Let me be the first to admit it. I am not one of those who would willingly rush over the hill, bayonet affixed yelling, “Charge.” If all the soldiers in the North and the South had my attitude, there would have been no battles at Gettysburg or Antietam. Sadly, history has shown that others are far braver – thus accounting for the thousands who died in the American Civil War and so many others.

But there comes a time when each of us must take a stand – even if our position is born out of cowardice rather than bravery. When we see a person or a group of people being subjected to persecution, we must speak up – although doing so is to put ourselves in jeopardy. The rationale for my statement is simple. If we tolerate anyone else’s persecution – we may well be next.

The history of the world is filled with one group of men assailing another. The Romans persecuted the Christians because they felt this religion threatened the sovereignty of the Roman state. The Christians had their Spanish Inquisition – torturing heretics – because they wanted to purge the world of those who had an unorthodox view of God and the world. Hitler exterminated the Jews and Slavs and anyone else who wasn’t up to his standards of being the genetic ideal. Stalin imprisoned dissenters, and then there was Idi Amin and Saddam Hussein and Pol Pot and the list goes on.

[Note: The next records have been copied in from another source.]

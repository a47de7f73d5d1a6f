//! Tests for cache-aside imagery fetching through the engine

mod common;

use std::time::Duration;

use common::{fast_config, harness, Behavior};
use estategeo::{CancelToken, EngineConfig, FailureKind, GeoError, GeoPoint, ImageryLookup};

#[test]
fn test_second_nearby_request_is_served_from_cache() {
    let mut h = harness(EngineConfig::default());
    let cancel = CancelToken::new();

    let first = h
        .engine
        .fetch_imagery(GeoPoint::new(35.00005, 139.00005), 350.0, &cancel)
        .unwrap();
    let second = h
        .engine
        .fetch_imagery(GeoPoint::new(35.0, 139.0), 10.0, &cancel)
        .unwrap();

    assert_eq!(first, second);
    assert_eq!(h.imagery.call_count(), 1);
}

#[test]
fn test_heading_outside_tolerance_refetches() {
    let mut h = harness(EngineConfig::default());
    let cancel = CancelToken::new();
    h.engine
        .fetch_imagery(GeoPoint::new(35.00005, 139.00005), 350.0, &cancel)
        .unwrap();

    h.imagery.set_pano_id("pano-2");
    let other = h
        .engine
        .fetch_imagery(GeoPoint::new(35.0, 139.0), 50.0, &cancel)
        .unwrap();
    assert_eq!(other.pano_id, "pano-2");
    assert_eq!(h.imagery.call_count(), 2);
    assert_eq!(h.engine.imagery.len(), 2);
}

#[test]
fn test_expired_entry_is_refreshed_in_place() {
    let mut h = harness(EngineConfig::default());
    let cancel = CancelToken::new();
    let location = GeoPoint::new(35.0, 139.0);
    let first = h.engine.fetch_imagery(location, 0.0, &cancel).unwrap();

    h.clock.advance(chrono::Duration::days(31));
    assert!(h.engine.lookup_imagery(&location, Some(0.0)).is_none());

    let refreshed = h.engine.fetch_imagery(location, 0.0, &cancel).unwrap();
    assert_eq!(refreshed.pano_id, first.pano_id);
    assert!(refreshed.expires_at > first.expires_at);
    assert_eq!(h.engine.imagery.len(), 1);
    assert_eq!(h.imagery.call_count(), 2);
}

#[test]
fn test_no_imagery_is_permanent_and_not_cached() {
    let mut h = harness(EngineConfig::default());
    h.imagery.set_behavior(Behavior::Fail(|| GeoError::NoImagery));

    let err = h
        .engine
        .fetch_imagery(GeoPoint::new(35.0, 139.0), 0.0, &CancelToken::new())
        .unwrap_err();
    assert_eq!(err.kind(), FailureKind::Permanent);
    assert!(h.engine.imagery.is_empty());
}

#[test]
fn test_timeout_is_transient_and_not_cached() {
    let mut h = harness(fast_config());
    h.imagery.set_behavior(Behavior::Hang(Duration::from_millis(800)));

    let err = h
        .engine
        .fetch_imagery(GeoPoint::new(35.0, 139.0), 0.0, &CancelToken::new())
        .unwrap_err();
    assert_eq!(err.kind(), FailureKind::Transient);
    assert!(h.engine.imagery.is_empty());
}

#[test]
fn test_invalid_location_rejected() {
    let mut h = harness(EngineConfig::default());
    let err = h
        .engine
        .fetch_imagery(GeoPoint::new(35.0, 200.0), 0.0, &CancelToken::new())
        .unwrap_err();
    assert!(matches!(err, GeoError::InvalidCoordinate { .. }));
    assert_eq!(h.imagery.call_count(), 0);
}

#[test]
fn test_purge_expired_imagery() {
    let mut h = harness(EngineConfig::default());
    h.engine
        .fetch_imagery(GeoPoint::new(35.0, 139.0), 0.0, &CancelToken::new())
        .unwrap();

    assert_eq!(h.engine.purge_expired_imagery().unwrap(), 0);
    h.clock.advance(chrono::Duration::days(30));
    assert_eq!(h.engine.purge_expired_imagery().unwrap(), 1);
    assert!(h.engine.imagery.is_empty());
}

#[test]
fn test_non_finite_heading_rejected_before_provider() {
    let mut h = harness(EngineConfig::default());
    for heading in [f64::NAN, f64::INFINITY] {
        let err = h
            .engine
            .fetch_imagery(GeoPoint::new(35.0, 139.0), heading, &CancelToken::new())
            .unwrap_err();
        assert!(matches!(err, GeoError::InvalidHeading(_)));
        assert_eq!(err.kind(), FailureKind::Validation);
    }
    assert_eq!(h.imagery.call_count(), 0);
    assert!(h.engine.imagery.is_empty());
}

#[test]
fn test_nan_heading_lookup_is_a_miss() {
    let mut h = harness(EngineConfig::default());
    let location = GeoPoint::new(35.0, 139.0);
    h.engine
        .fetch_imagery(location, 0.0, &CancelToken::new())
        .unwrap();

    assert!(h.engine.lookup_imagery(&location, Some(f64::NAN)).is_none());
    assert!(h.engine.lookup_imagery(&location, None).is_some());
}

#[test]
fn test_imagery_fetch_runs_outside_the_engine() {
    let mut h = harness(EngineConfig::default());
    let location = GeoPoint::new(35.0, 139.0);

    let plan = match h.engine.plan_imagery(location, 45.0).unwrap() {
        ImageryLookup::Miss(plan) => plan,
        ImageryLookup::Hit(_) => panic!("empty cache cannot hit"),
    };
    let fetched = plan.fetch(&CancelToken::new()).unwrap();
    assert!(h.engine.imagery.is_empty());

    let entry = h.engine.commit_imagery(fetched).unwrap();
    assert_eq!(entry.heading, 45.0);
    assert!(matches!(
        h.engine.plan_imagery(location, 50.0).unwrap(),
        ImageryLookup::Hit(_)
    ));
    assert_eq!(h.imagery.call_count(), 1);
}
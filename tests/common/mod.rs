//! Shared fixtures: scripted providers and sample geography.

#![allow(dead_code)]

use std::sync::atomic::{AtomicUsize, Ordering};
use std::sync::{Arc, Mutex};
use std::thread;
use std::time::Duration;

use chrono::{DateTime, TimeZone, Utc};
use estategeo::engine::Providers;
use estategeo::geo_utils::{encode_path, offset_point};
use estategeo::{
    DirectionsRequest, DirectionsResponse, EngineConfig, EntityKind, FixedClock, GeoEngine,
    GeoError, GeoPoint, Geocoder, ImageryFetch, ImageryProvider, ImageryRequest, Result,
    RouteAlternative, RoutingProvider, SpatialEntity,
};

pub const TOKYO_STATION: (f64, f64) = (35.6812, 139.7671);

pub fn start_time() -> DateTime<Utc> {
    Utc.with_ymd_and_hms(2026, 4, 1, 9, 0, 0).unwrap()
}

/// How a fake provider answers.
#[derive(Clone)]
pub enum Behavior {
    Succeed,
    /// Sleep longer than any test timeout before answering.
    Hang(Duration),
    Fail(fn() -> GeoError),
}

// ============================================================================
// Routing
// ============================================================================

pub struct FakeRouting {
    pub calls: AtomicUsize,
    behavior: Mutex<Behavior>,
    alternatives: Mutex<Vec<RouteAlternative>>,
}

impl FakeRouting {
    pub fn new(alternatives: Vec<RouteAlternative>) -> Arc<Self> {
        Arc::new(Self {
            calls: AtomicUsize::new(0),
            behavior: Mutex::new(Behavior::Succeed),
            alternatives: Mutex::new(alternatives),
        })
    }

    pub fn set_behavior(&self, behavior: Behavior) {
        *self.behavior.lock().unwrap() = behavior;
    }

    pub fn set_alternatives(&self, alternatives: Vec<RouteAlternative>) {
        *self.alternatives.lock().unwrap() = alternatives;
    }

    pub fn call_count(&self) -> usize {
        self.calls.load(Ordering::SeqCst)
    }
}

impl RoutingProvider for FakeRouting {
    fn directions(&self, request: &DirectionsRequest) -> Result<DirectionsResponse> {
        self.calls.fetch_add(1, Ordering::SeqCst);
        let behavior = self.behavior.lock().unwrap().clone();
        match behavior {
            Behavior::Succeed => {}
            Behavior::Hang(d) => thread::sleep(d),
            Behavior::Fail(make) => return Err(make()),
        }

        let mut alternatives = self.alternatives.lock().unwrap().clone();
        if !request.alternatives {
            alternatives.truncate(1);
        }
        let raw = format!(
            "{{\"status\":\"OK\",\"routes\":{}}}",
            serde_json::to_string(&alternatives).unwrap()
        );
        Ok(DirectionsResponse {
            status: "OK".to_string(),
            alternatives,
            raw,
        })
    }
}

/// A straight-line alternative heading east from `origin`.
pub fn alternative(summary: &str, origin: GeoPoint, meters: f64, seconds: f64) -> RouteAlternative {
    let end = offset_point(&origin, 90.0, meters);
    RouteAlternative {
        summary: summary.to_string(),
        distance_meters: meters,
        duration_seconds: seconds,
        encoded_path: encode_path(&[origin, end]),
    }
}

// ============================================================================
// Geocoder
// ============================================================================

pub struct FakeGeocoder {
    pub calls: AtomicUsize,
    result: Mutex<std::result::Result<GeoPoint, fn() -> GeoError>>,
}

impl FakeGeocoder {
    pub fn returning(point: GeoPoint) -> Arc<Self> {
        Arc::new(Self {
            calls: AtomicUsize::new(0),
            result: Mutex::new(Ok(point)),
        })
    }

    pub fn failing(make: fn() -> GeoError) -> Arc<Self> {
        Arc::new(Self {
            calls: AtomicUsize::new(0),
            result: Mutex::new(Err(make)),
        })
    }

    pub fn call_count(&self) -> usize {
        self.calls.load(Ordering::SeqCst)
    }
}

impl Geocoder for FakeGeocoder {
    fn geocode(&self, _query: &str) -> Result<GeoPoint> {
        self.calls.fetch_add(1, Ordering::SeqCst);
        match &*self.result.lock().unwrap() {
            Ok(p) => Ok(*p),
            Err(make) => Err(make()),
        }
    }
}

// ============================================================================
// Imagery
// ============================================================================

pub struct FakeImagery {
    pub calls: AtomicUsize,
    behavior: Mutex<Behavior>,
    pano_id: Mutex<String>,
}

impl FakeImagery {
    pub fn new(pano_id: &str) -> Arc<Self> {
        Arc::new(Self {
            calls: AtomicUsize::new(0),
            behavior: Mutex::new(Behavior::Succeed),
            pano_id: Mutex::new(pano_id.to_string()),
        })
    }

    pub fn set_behavior(&self, behavior: Behavior) {
        *self.behavior.lock().unwrap() = behavior;
    }

    pub fn set_pano_id(&self, pano_id: &str) {
        *self.pano_id.lock().unwrap() = pano_id.to_string();
    }

    pub fn call_count(&self) -> usize {
        self.calls.load(Ordering::SeqCst)
    }
}

impl ImageryProvider for FakeImagery {
    fn panorama(&self, request: &ImageryRequest) -> Result<ImageryFetch> {
        self.calls.fetch_add(1, Ordering::SeqCst);
        let behavior = self.behavior.lock().unwrap().clone();
        match behavior {
            Behavior::Succeed => {}
            Behavior::Hang(d) => thread::sleep(d),
            Behavior::Fail(make) => return Err(make()),
        }
        let pano_id = self.pano_id.lock().unwrap().clone();
        Ok(ImageryFetch {
            image_ref: format!("https://img.test/{}?heading={}", pano_id, request.heading),
            pano_id,
            location: request.location,
            capture_date: Some("2025-11".to_string()),
        })
    }
}

// ============================================================================
// Engine
// ============================================================================

pub struct Harness {
    pub engine: GeoEngine,
    pub routing: Arc<FakeRouting>,
    pub geocoder: Arc<FakeGeocoder>,
    pub imagery: Arc<FakeImagery>,
    pub clock: Arc<FixedClock>,
}

/// Engine with one building at Tokyo Station and scripted providers.
pub fn harness(config: EngineConfig) -> Harness {
    let origin = GeoPoint::new(TOKYO_STATION.0, TOKYO_STATION.1);
    let routing = FakeRouting::new(vec![
        alternative("Chuo-dori", origin, 1200.0, 900.0),
        alternative("Eitai-dori", origin, 1350.0, 960.0),
        alternative("", origin, 1500.0, 1100.0),
    ]);
    let geocoder = FakeGeocoder::returning(GeoPoint::new(35.6717, 139.7650));
    let imagery = FakeImagery::new("pano-1");
    let clock = Arc::new(FixedClock::new(start_time()));

    let providers = Providers {
        routing: routing.clone(),
        geocoder: geocoder.clone(),
        imagery: imagery.clone(),
    };
    let mut engine = GeoEngine::new(config, providers)
        .unwrap()
        .with_clock(clock.clone());
    engine
        .upsert_entity(SpatialEntity::point(
            "b1",
            EntityKind::Building,
            "Marunouchi Residence",
            origin,
        ))
        .unwrap();

    Harness {
        engine,
        routing,
        geocoder,
        imagery,
        clock,
    }
}

/// Config with a short provider timeout so hang tests finish quickly.
pub fn fast_config() -> EngineConfig {
    let mut config = EngineConfig::default();
    config.provider.timeout_ms = 150;
    config
}
//! Blocking HTTP providers for Google-style Maps web services.
//!
//! Each provider owns its [`ProviderConfig`]; nothing is read from
//! request-global state. Callers still wrap these in
//! [`call_bounded`](crate::provider::call_bounded) for cancellation; the
//! client timeout is the same budget and only stops a stuck socket.

use log::debug;
use reqwest::blocking::{Client, Response};

use crate::provider::{parse_directions, parse_geocode, parse_panorama};
use crate::{
    DirectionsRequest, DirectionsResponse, GeoError, GeoPoint, Geocoder, ImageryFetch,
    ImageryProvider, ImageryRequest, ProviderConfig, Result, RoutingProvider,
};

const DIRECTIONS_PATH: &str = "/maps/api/directions/json";
const GEOCODE_PATH: &str = "/maps/api/geocode/json";
const STREETVIEW_METADATA_PATH: &str = "/maps/api/streetview/metadata";
const STREETVIEW_IMAGE_PATH: &str = "/maps/api/streetview";

fn build_client(config: &ProviderConfig) -> Result<Client> {
    Client::builder()
        .timeout(config.timeout())
        .build()
        .map_err(|e| GeoError::Network(e.to_string()))
}

fn map_reqwest_error(e: reqwest::Error, timeout_ms: u64) -> GeoError {
    if e.is_timeout() {
        GeoError::Timeout(timeout_ms)
    } else {
        GeoError::Network(e.to_string())
    }
}

/// Read the body of a response, treating HTTP-level failures as the
/// provider being unavailable.
fn read_body(response: Response, timeout_ms: u64) -> Result<String> {
    let status = response.status();
    if !status.is_success() {
        return Err(GeoError::ProviderUnavailable(format!("HTTP {}", status.as_u16())));
    }
    response.text().map_err(|e| map_reqwest_error(e, timeout_ms))
}

fn format_point(p: &GeoPoint) -> String {
    format!("{:.6},{:.6}", p.lat(), p.lng())
}

fn endpoint(base_url: &str, path: &str) -> String {
    format!("{}{}", base_url.trim_end_matches('/'), path)
}

/// Directions over HTTP.
pub struct HttpDirections {
    client: Client,
    config: ProviderConfig,
}

impl HttpDirections {
    pub fn new(config: ProviderConfig) -> Result<Self> {
        Ok(Self {
            client: build_client(&config)?,
            config,
        })
    }
}

impl RoutingProvider for HttpDirections {
    fn directions(&self, request: &DirectionsRequest) -> Result<DirectionsResponse> {
        let url = endpoint(&self.config.base_url, DIRECTIONS_PATH);
        debug!(
            "estategeo: [HttpDirections] {} -> {} ({})",
            format_point(&request.origin),
            format_point(&request.destination),
            request.mode.as_str()
        );

        let response = self
            .client
            .get(&url)
            .query(&[
                ("origin", format_point(&request.origin)),
                ("destination", format_point(&request.destination)),
                ("mode", request.mode.as_str().to_string()),
                ("alternatives", request.alternatives.to_string()),
                ("key", self.config.api_key.clone()),
            ])
            .send()
            .map_err(|e| map_reqwest_error(e, self.config.timeout_ms))?;

        let raw = read_body(response, self.config.timeout_ms)?;
        parse_directions(&raw)
    }
}

/// Geocoding over HTTP.
pub struct HttpGeocoder {
    client: Client,
    config: ProviderConfig,
}

impl HttpGeocoder {
    pub fn new(config: ProviderConfig) -> Result<Self> {
        Ok(Self {
            client: build_client(&config)?,
            config,
        })
    }
}

impl Geocoder for HttpGeocoder {
    fn geocode(&self, query: &str) -> Result<GeoPoint> {
        let url = endpoint(&self.config.base_url, GEOCODE_PATH);
        let response = self
            .client
            .get(&url)
            .query(&[("address", query), ("key", self.config.api_key.as_str())])
            .send()
            .map_err(|e| map_reqwest_error(e, self.config.timeout_ms))?;

        let raw = read_body(response, self.config.timeout_ms)?;
        parse_geocode(&raw, query)
    }
}

/// Street-level panorama metadata over HTTP.
///
/// Image references point at `public_base_url` when set (e.g. an image
/// proxy that holds the key), otherwise at the provider itself.
pub struct HttpImagery {
    client: Client,
    config: ProviderConfig,
}

impl HttpImagery {
    pub fn new(config: ProviderConfig) -> Result<Self> {
        Ok(Self {
            client: build_client(&config)?,
            config,
        })
    }

    fn image_ref(&self, pano_id: &str, request: &ImageryRequest) -> String {
        let params = format!(
            "pano={}&heading={:.1}&pitch={:.1}&fov={:.1}",
            pano_id, request.heading, request.pitch, request.fov
        );
        match &self.config.public_base_url {
            Some(public) => format!("{}?{}", endpoint(public, STREETVIEW_IMAGE_PATH), params),
            None => format!(
                "{}?size=640x640&{}&key={}",
                endpoint(&self.config.base_url, STREETVIEW_IMAGE_PATH),
                params,
                self.config.api_key
            ),
        }
    }
}

impl ImageryProvider for HttpImagery {
    fn panorama(&self, request: &ImageryRequest) -> Result<ImageryFetch> {
        let url = endpoint(&self.config.base_url, STREETVIEW_METADATA_PATH);
        let response = self
            .client
            .get(&url)
            .query(&[
                ("location", format_point(&request.location)),
                ("key", self.config.api_key.clone()),
            ])
            .send()
            .map_err(|e| map_reqwest_error(e, self.config.timeout_ms))?;

        let raw = read_body(response, self.config.timeout_ms)?;
        parse_panorama(&raw, |pano_id| self.image_ref(pano_id, request))
    }
}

In an earlier post (“On Doing the Right Thing”) I referred to the 1966 movie, “A Man For All Seasons.” Sir Thomas More refused to sign the oath designating the succession of Henry VIII’s offspring. He would not say why he would not sign it – but he wouldn’t. His accusers took that to mean that he was opposed to it and to this More responded, “The premise in law is ‘qui tacet consentire’ – silence gives consent.”

When we see an injustice committed, whether against one person or a group, it is far easier to turn our backs and avert our eyes if we are not the person or a member of the group affected. But are we not as culpable as those who are committing the atrocity? We have given consent through our silence.